The TFM is only in the ContentRoot for an un-published app (e.g. dotnet run). A published app shouldn't discriminate by the TFM. I think that would explain your sample, but there might be a second underlying issue.

ContentRoot is used as the discriminator so you can run multiple instances of a site and keep them separate. We shouldn't change that.

[wtgodbe]

I just confirmed this works (5.0 -> 6.0 & 6.0 -> 7.0) if the app has been dotnet published first, but not if you're just running dotnet run - so I don't think we'll be breaking customers in production. @anurse were you testing this w/ just dotnet run? In that scenario ContentRoot will have the TFM string in it, which explains the behavior.

[analogrelay]

I was running the repro app with dotnet run, and I was testing our app via launching it in Rider. I expect that runs from the build output, which includes the TFM in it.

The fact that the ContentRoot is the app discriminator indicates a bigger problem in using Data Protection for "durable" storage of protected values, since we are currently in the process of changing how we deploy our production app and will likely change the ContentRoot as a result.

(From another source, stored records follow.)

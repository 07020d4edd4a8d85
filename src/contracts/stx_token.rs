use crate::{
    error::RuntimeError,
    simnet::CallContext,
    value::{TypeSignature, Value},
};

use super::{
    memo_signature, optional_buffer_arg, principal_arg, uint_arg, Contract, ContractInterface,
    FunctionSignature,
};

pub const ERR_NOT_AUTHORIZED: u128 = 4;
pub const ERR_NOT_STANDARD_PRINCIPAL: u128 = 5;
pub const ERR_STX_TRANSFER: u128 = 6;

/// A token-shaped facade over the native currency: balances and supply are
/// the STX ledger, and `transfer` moves STX.
#[derive(Clone, Debug)]
pub struct StxToken {
    name: String,
    symbol: String,
    decimals: u128,
}

impl Default for StxToken {
    fn default() -> Self {
        Self {
            name: "Stacks Token".to_string(),
            symbol: "STK".to_string(),
            decimals: 6,
        }
    }
}

impl StxToken {
    fn transfer(&self, ctx: &mut CallContext<'_>, args: &[Value]) -> Result<Value, RuntimeError> {
        let amount = uint_arg(args, 0)?;
        let sender = principal_arg(args, 1)?;
        let recipient = principal_arg(args, 2)?;
        let memo = optional_buffer_arg(args, 3)?;

        if ctx.tx_sender() != sender {
            return Ok(Value::err(Value::uint(ERR_NOT_AUTHORIZED)));
        }
        if !recipient.is_standard() {
            return Ok(Value::err(Value::uint(ERR_NOT_STANDARD_PRINCIPAL)));
        }
        // Amount is not checked here; the native transfer rejects zero.
        if ctx.stx_transfer(amount, sender, recipient, memo)?.is_err() {
            return Ok(Value::err(Value::uint(ERR_STX_TRANSFER)));
        }
        if let Some(memo) = memo {
            ctx.print(Value::buffer(memo));
        }
        Ok(Value::ok(Value::bool(true)))
    }
}

impl Contract for StxToken {
    fn interface(&self) -> ContractInterface {
        ContractInterface {
            functions: vec![
                FunctionSignature::public(
                    "transfer",
                    vec![
                        ("amount", TypeSignature::UInt),
                        ("sender", TypeSignature::Principal),
                        ("recipient", TypeSignature::Principal),
                        ("memo", memo_signature()),
                    ],
                ),
                FunctionSignature::read_only("get-name", vec![]),
                FunctionSignature::read_only("get-symbol", vec![]),
                FunctionSignature::read_only("get-decimals", vec![]),
                FunctionSignature::read_only("get-balance", vec![("who", TypeSignature::Principal)]),
                FunctionSignature::read_only("get-total-supply", vec![]),
                FunctionSignature::read_only("get-token-uri", vec![]),
            ],
            fungible_tokens: vec![],
        }
    }

    fn call(
        &self,
        ctx: &mut CallContext<'_>,
        function: &str,
        args: &[Value],
    ) -> Result<Value, RuntimeError> {
        match function {
            "transfer" => self.transfer(ctx, args),
            "get-name" => Ok(Value::ok(Value::StringAscii(self.name.clone()))),
            "get-symbol" => Ok(Value::ok(Value::StringAscii(self.symbol.clone()))),
            "get-decimals" => Ok(Value::ok(Value::uint(self.decimals))),
            "get-balance" => {
                let who = principal_arg(args, 0)?;
                Ok(Value::ok(Value::uint(ctx.stx_get_balance(who))))
            }
            "get-total-supply" => Ok(Value::ok(Value::uint(ctx.stx_liquid_supply()))),
            "get-token-uri" => Ok(Value::ok(Value::none())),
            other => Err(RuntimeError::UndefinedFunction(other.to_string())),
        }
    }
}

It feels surprising that the path on which the app was deployed is used as part of the encryption since that's definitely not guaranteed to be stable over the lifetime of an app. Consider the case where the app is moved to a different deployment model (for example, from App Service to Docker) and suddenly all the previously-encrypted values are lost.

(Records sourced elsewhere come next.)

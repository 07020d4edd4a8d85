use std::collections::{BTreeMap, BTreeSet};

use serde::{Deserialize, Serialize};
use sha2::{Digest, Sha256};

use crate::principal::Principal;

pub type AssetId = String;
pub type Amount = u128;
pub type Balances = BTreeMap<AssetId, Amount>;
pub type AssetsMap = BTreeMap<Principal, Balances>;

/// Asset identifier of the native currency.
pub const STX: &str = "STX";

#[derive(Debug, Clone, PartialEq, Eq, thiserror::Error)]
pub enum LedgerError {
    #[error("insufficient {asset} balance for {principal}: have {balance}, need {amount}")]
    InsufficientFunds {
        principal: Principal,
        asset: AssetId,
        balance: Amount,
        amount: Amount,
    },
    #[error("sender and recipient are both {0}")]
    SameSenderRecipient(Principal),
    #[error("amount must be positive")]
    NonPositiveAmount,
    #[error("{asset} balance of {principal} would overflow")]
    Overflow { principal: Principal, asset: AssetId },
    #[error("minting {amount} {asset} exceeds max supply {max}")]
    SupplyExceeded {
        asset: AssetId,
        amount: Amount,
        max: Amount,
    },
    #[error("duplicate receipt {}", hex::encode(.0))]
    DuplicateReceipt([u8; 32]),
}

#[derive(Clone, Debug, Serialize, Deserialize, PartialEq, Eq, Default)]
pub struct SnapshotMetadata {
    pub height: u64,
    pub previous_receipt: Option<[u8; 32]>,
}

#[derive(Clone, Debug, Serialize, Deserialize, PartialEq, Eq)]
pub struct LedgerSnapshot {
    pub meta: SnapshotMetadata,
    pub balances: AssetsMap,
    pub supplies: BTreeMap<AssetId, Amount>,
    pub state_root: [u8; 32],
}

#[derive(Clone, Debug, Serialize, Deserialize, PartialEq, Eq)]
#[serde(tag = "type", rename_all = "snake_case")]
pub enum LedgerEvent {
    Emission {
        asset: AssetId,
        to: Principal,
        amount: Amount,
    },
    Transfer {
        asset: AssetId,
        from: Principal,
        to: Principal,
        amount: Amount,
        #[serde(with = "crate::value::serde_bytes")]
        memo: Vec<u8>,
    },
    Mint {
        asset: AssetId,
        to: Principal,
        amount: Amount,
    },
    Burn {
        asset: AssetId,
        from: Principal,
        amount: Amount,
    },
}

#[derive(Clone, Debug, Serialize, Deserialize, PartialEq, Eq)]
#[serde(tag = "type", rename_all = "snake_case")]
pub enum LedgerMutation {
    /// Genesis funding; not subject to supply caps.
    Emit {
        asset: AssetId,
        to: Principal,
        amount: Amount,
    },
    Transfer {
        asset: AssetId,
        from: Principal,
        to: Principal,
        amount: Amount,
        memo: Vec<u8>,
    },
    Mint {
        asset: AssetId,
        to: Principal,
        amount: Amount,
    },
    Burn {
        asset: AssetId,
        from: Principal,
        amount: Amount,
    },
}

#[derive(Clone, Debug, Default)]
pub struct LedgerState {
    pub meta: SnapshotMetadata,
    balances: AssetsMap,
    supplies: BTreeMap<AssetId, Amount>,
    max_supplies: BTreeMap<AssetId, Amount>,
    nonces: BTreeMap<Principal, u64>,
    applied_receipts: BTreeSet<[u8; 32]>,
}

impl LedgerState {
    pub fn new() -> Self {
        Self::default()
    }

    pub fn balance(&self, principal: &Principal, asset: &str) -> Amount {
        self.balances
            .get(principal)
            .and_then(|b| b.get(asset))
            .copied()
            .unwrap_or(0)
    }

    pub fn supply(&self, asset: &str) -> Amount {
        self.supplies.get(asset).copied().unwrap_or(0)
    }

    pub fn max_supply(&self, asset: &str) -> Option<Amount> {
        self.max_supplies.get(asset).copied()
    }

    pub fn set_max_supply(&mut self, asset: &str, max: Amount) {
        self.max_supplies.insert(asset.to_string(), max);
    }

    pub fn nonce(&self, principal: &Principal) -> u64 {
        self.nonces.get(principal).copied().unwrap_or(0)
    }

    pub fn bump_nonce(&mut self, principal: &Principal) {
        *self.nonces.entry(principal.clone()).or_default() += 1;
    }

    pub fn assets_map(&self) -> AssetsMap {
        self.balances.clone()
    }

    pub fn advance_block(&mut self) {
        self.meta.height += 1;
    }

    pub fn record_receipt(&mut self, receipt_id: [u8; 32]) -> Result<(), LedgerError> {
        if !self.applied_receipts.insert(receipt_id) {
            return Err(LedgerError::DuplicateReceipt(receipt_id));
        }
        self.meta.previous_receipt = Some(receipt_id);
        Ok(())
    }

    fn credit(&mut self, principal: &Principal, asset: &str, amount: Amount) -> Result<(), LedgerError> {
        if amount == 0 {
            return Ok(());
        }
        let next = self
            .balance(principal, asset)
            .checked_add(amount)
            .ok_or_else(|| LedgerError::Overflow {
                principal: principal.clone(),
                asset: asset.to_string(),
            })?;
        self.balances
            .entry(principal.clone())
            .or_default()
            .insert(asset.to_string(), next);
        Ok(())
    }

    fn debit(&mut self, principal: &Principal, asset: &str, amount: Amount) -> Result<(), LedgerError> {
        let balance = self.balance(principal, asset);
        if balance < amount {
            return Err(LedgerError::InsufficientFunds {
                principal: principal.clone(),
                asset: asset.to_string(),
                balance,
                amount,
            });
        }
        if let Some(entry) = self
            .balances
            .get_mut(principal)
            .and_then(|b| b.get_mut(asset))
        {
            *entry = balance - amount;
        }
        Ok(())
    }

    fn grow_supply(&mut self, asset: &str, amount: Amount, capped: bool) -> Result<(), LedgerError> {
        let next = self
            .supply(asset)
            .checked_add(amount)
            .ok_or_else(|| LedgerError::SupplyExceeded {
                asset: asset.to_string(),
                amount,
                max: Amount::MAX,
            })?;
        if capped {
            if let Some(max) = self.max_supply(asset) {
                if next > max {
                    return Err(LedgerError::SupplyExceeded {
                        asset: asset.to_string(),
                        amount,
                        max,
                    });
                }
            }
        }
        self.supplies.insert(asset.to_string(), next);
        Ok(())
    }

    /// Applies a single mutation. Either every check passes and the mutation
    /// is applied in full, or nothing changes.
    pub fn apply(&mut self, mutation: &LedgerMutation) -> Result<LedgerEvent, LedgerError> {
        let event = match mutation {
            LedgerMutation::Emit { asset, to, amount } => {
                self.grow_supply(asset, *amount, false)?;
                self.credit(to, asset, *amount)?;
                LedgerEvent::Emission {
                    asset: asset.clone(),
                    to: to.clone(),
                    amount: *amount,
                }
            }
            LedgerMutation::Transfer {
                asset,
                from,
                to,
                amount,
                memo,
            } => {
                if *amount == 0 {
                    return Err(LedgerError::NonPositiveAmount);
                }
                if from == to {
                    return Err(LedgerError::SameSenderRecipient(from.clone()));
                }
                // Supply bounds every balance, so the credit cannot overflow
                // once the debit succeeds.
                self.debit(from, asset, *amount)?;
                self.credit(to, asset, *amount)?;
                LedgerEvent::Transfer {
                    asset: asset.clone(),
                    from: from.clone(),
                    to: to.clone(),
                    amount: *amount,
                    memo: memo.clone(),
                }
            }
            LedgerMutation::Mint { asset, to, amount } => {
                if *amount == 0 {
                    return Err(LedgerError::NonPositiveAmount);
                }
                self.grow_supply(asset, *amount, true)?;
                self.credit(to, asset, *amount)?;
                LedgerEvent::Mint {
                    asset: asset.clone(),
                    to: to.clone(),
                    amount: *amount,
                }
            }
            LedgerMutation::Burn { asset, from, amount } => {
                if *amount == 0 {
                    return Err(LedgerError::NonPositiveAmount);
                }
                self.debit(from, asset, *amount)?;
                let supply = self.supply(asset);
                self.supplies.insert(asset.clone(), supply.saturating_sub(*amount));
                LedgerEvent::Burn {
                    asset: asset.clone(),
                    from: from.clone(),
                    amount: *amount,
                }
            }
        };
        Ok(event)
    }

    /// Applies a batch under one receipt id. The batch is all-or-nothing.
    pub fn apply_mutations(
        &mut self,
        mutations: &[LedgerMutation],
        receipt_id: [u8; 32],
    ) -> Result<Vec<LedgerEvent>, LedgerError> {
        if self.applied_receipts.contains(&receipt_id) {
            return Err(LedgerError::DuplicateReceipt(receipt_id));
        }

        let mut staged = self.clone();
        let mut events = Vec::with_capacity(mutations.len());
        for mutation in mutations {
            events.push(staged.apply(mutation)?);
        }
        staged.record_receipt(receipt_id)?;
        *self = staged;
        Ok(events)
    }

    pub fn snapshot(&self) -> LedgerSnapshot {
        LedgerSnapshot {
            meta: self.meta.clone(),
            balances: self.balances.clone(),
            supplies: self.supplies.clone(),
            state_root: compute_state_root(&self.balances),
        }
    }
}

fn compute_state_root(balances: &AssetsMap) -> [u8; 32] {
    let mut leaves: Vec<[u8; 32]> = Vec::new();
    for (principal, assets) in balances {
        for (asset, amount) in assets {
            let mut hasher = Sha256::new();
            hasher.update(b"bal");
            hasher.update(principal.to_string().as_bytes());
            hasher.update([0u8]);
            hasher.update(asset.as_bytes());
            hasher.update(amount.to_le_bytes());
            leaves.push(hasher.finalize().into());
        }
    }
    build_merkle(leaves)
}

fn build_merkle(mut leaves: Vec<[u8; 32]>) -> [u8; 32] {
    if leaves.is_empty() {
        return Sha256::digest(b"simnet-ledger-empty").into();
    }
    while leaves.len() > 1 {
        let mut next = Vec::with_capacity((leaves.len() + 1) / 2);
        for chunk in leaves.chunks(2) {
            let mut hasher = Sha256::new();
            hasher.update(b"node");
            hasher.update(chunk[0]);
            hasher.update(chunk.get(1).unwrap_or(&chunk[0]));
            next.push(hasher.finalize().into());
        }
        leaves = next;
    }
    leaves[0]
}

To solve the immediate problem, we can specify an explicit ApplicationDiscriminator (likely just using the old ContentRoot-based value explicitly for now). It just feels like a surprising behavior to me that moving my app to a different directory would break it's access to all encrypted payloads. Perhaps a model more like User Secrets would be more stable, where the project file specifies a "DataProtectionAppDiscriminator" property that's generated once when the project is created and should remain stable unless explicitly changed.

[brockallen]

It feels surprising that the path on which the app was deployed is used as part of the encryption since that's definitely not guaranteed to be stable over the lifetime of an app. Consider the case where the app is moved to a different deployment model (for example, from App Service to Docker) and suddenly all the previously-encrypted values are lost.

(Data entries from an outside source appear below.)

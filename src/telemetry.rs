//! Tracing initialization for the CLI.

use tracing::Level;
use tracing_subscriber::{fmt, layer::SubscriberExt, util::SubscriberInitExt, EnvFilter};

/// Maps `-v` repetitions to a default level: 0 warn, 1 info, 2 debug, 3+
/// trace. `RUST_LOG` overrides the default.
pub fn init_tracing(verbosity: u8) {
    let filter = EnvFilter::builder()
        .with_default_directive(level_for(verbosity).into())
        .from_env_lossy();

    // A second init (tests, embedding) keeps the first subscriber.
    let _ = tracing_subscriber::registry()
        .with(filter)
        .with(fmt::layer().with_target(false).with_writer(std::io::stderr))
        .try_init();
}

fn level_for(verbosity: u8) -> Level {
    match verbosity {
        0 => Level::WARN,
        1 => Level::INFO,
        2 => Level::DEBUG,
        _ => Level::TRACE,
    }
}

This is one of the biggest support problems we have for customers. The ultimate solution is that they need to explicitly configure things, because the ambient values to make it F5 experience work well don't work all that well in practice. I get the rational for it all, so not a criticism -- it's just that data protection is an afterthought, and the fact that it's not more in the forefront of developers' mind is unfortunate. Education here is important.

[analogrelay]

It looks like HostingApplicationDiscriminator has been using ContentRoot since at least 2.1:

It's also notable that the 7.0 version is doing normalization of the trailing slash that wasn't being done before. The 6.0 version is:

aspnetcore/src/DataProtection/DataProtection/src/Internal/HostingApplicationDiscriminator.cs

Line 23 in 6a01dd1

public string? Discriminator => _hosting?.ContentRootPath;

Whereas the version in main is:

aspnetcore/src/DataProtection/DataProtection/src/Internal/HostingApplicationDiscriminator.cs

Lines 30 to 43 in e40c0fd

	public string? Discriminator
	{
	get
	{
	var contentRoot = _hosting?.ContentRootPath?.Trim();
	if (string.IsNullOrEmpty(contentRoot) ||
	contentRoot.EndsWith(DirectorySeparator, StringComparison.OrdinalIgnoreCase) ||
	contentRoot.EndsWith(AltDirectorySeparator, StringComparison.OrdinalIgnoreCase))
	{
	return contentRoot;
	}
	return contentRoot + DirectorySeparator;
	}
	}

On my macOS machine, when launching from Rider, the ContentRoot is:

/Users/anurse/code/aseriousbiz/abbot/src/product/Abbot.Web

This is the same in both .NET 6.0 and .NET 7.0, but because of the normalization, the .NET 7.0 version ends up putting a trailing slash on the end:

/Users/anurse/code/aseriousbiz/abbot/src/product/Abbot.Web/

I don't think dotnet publish has an impact on the trailing slashes in ContentRootPath, so it seems from that like there is still a risk of breaking things in production.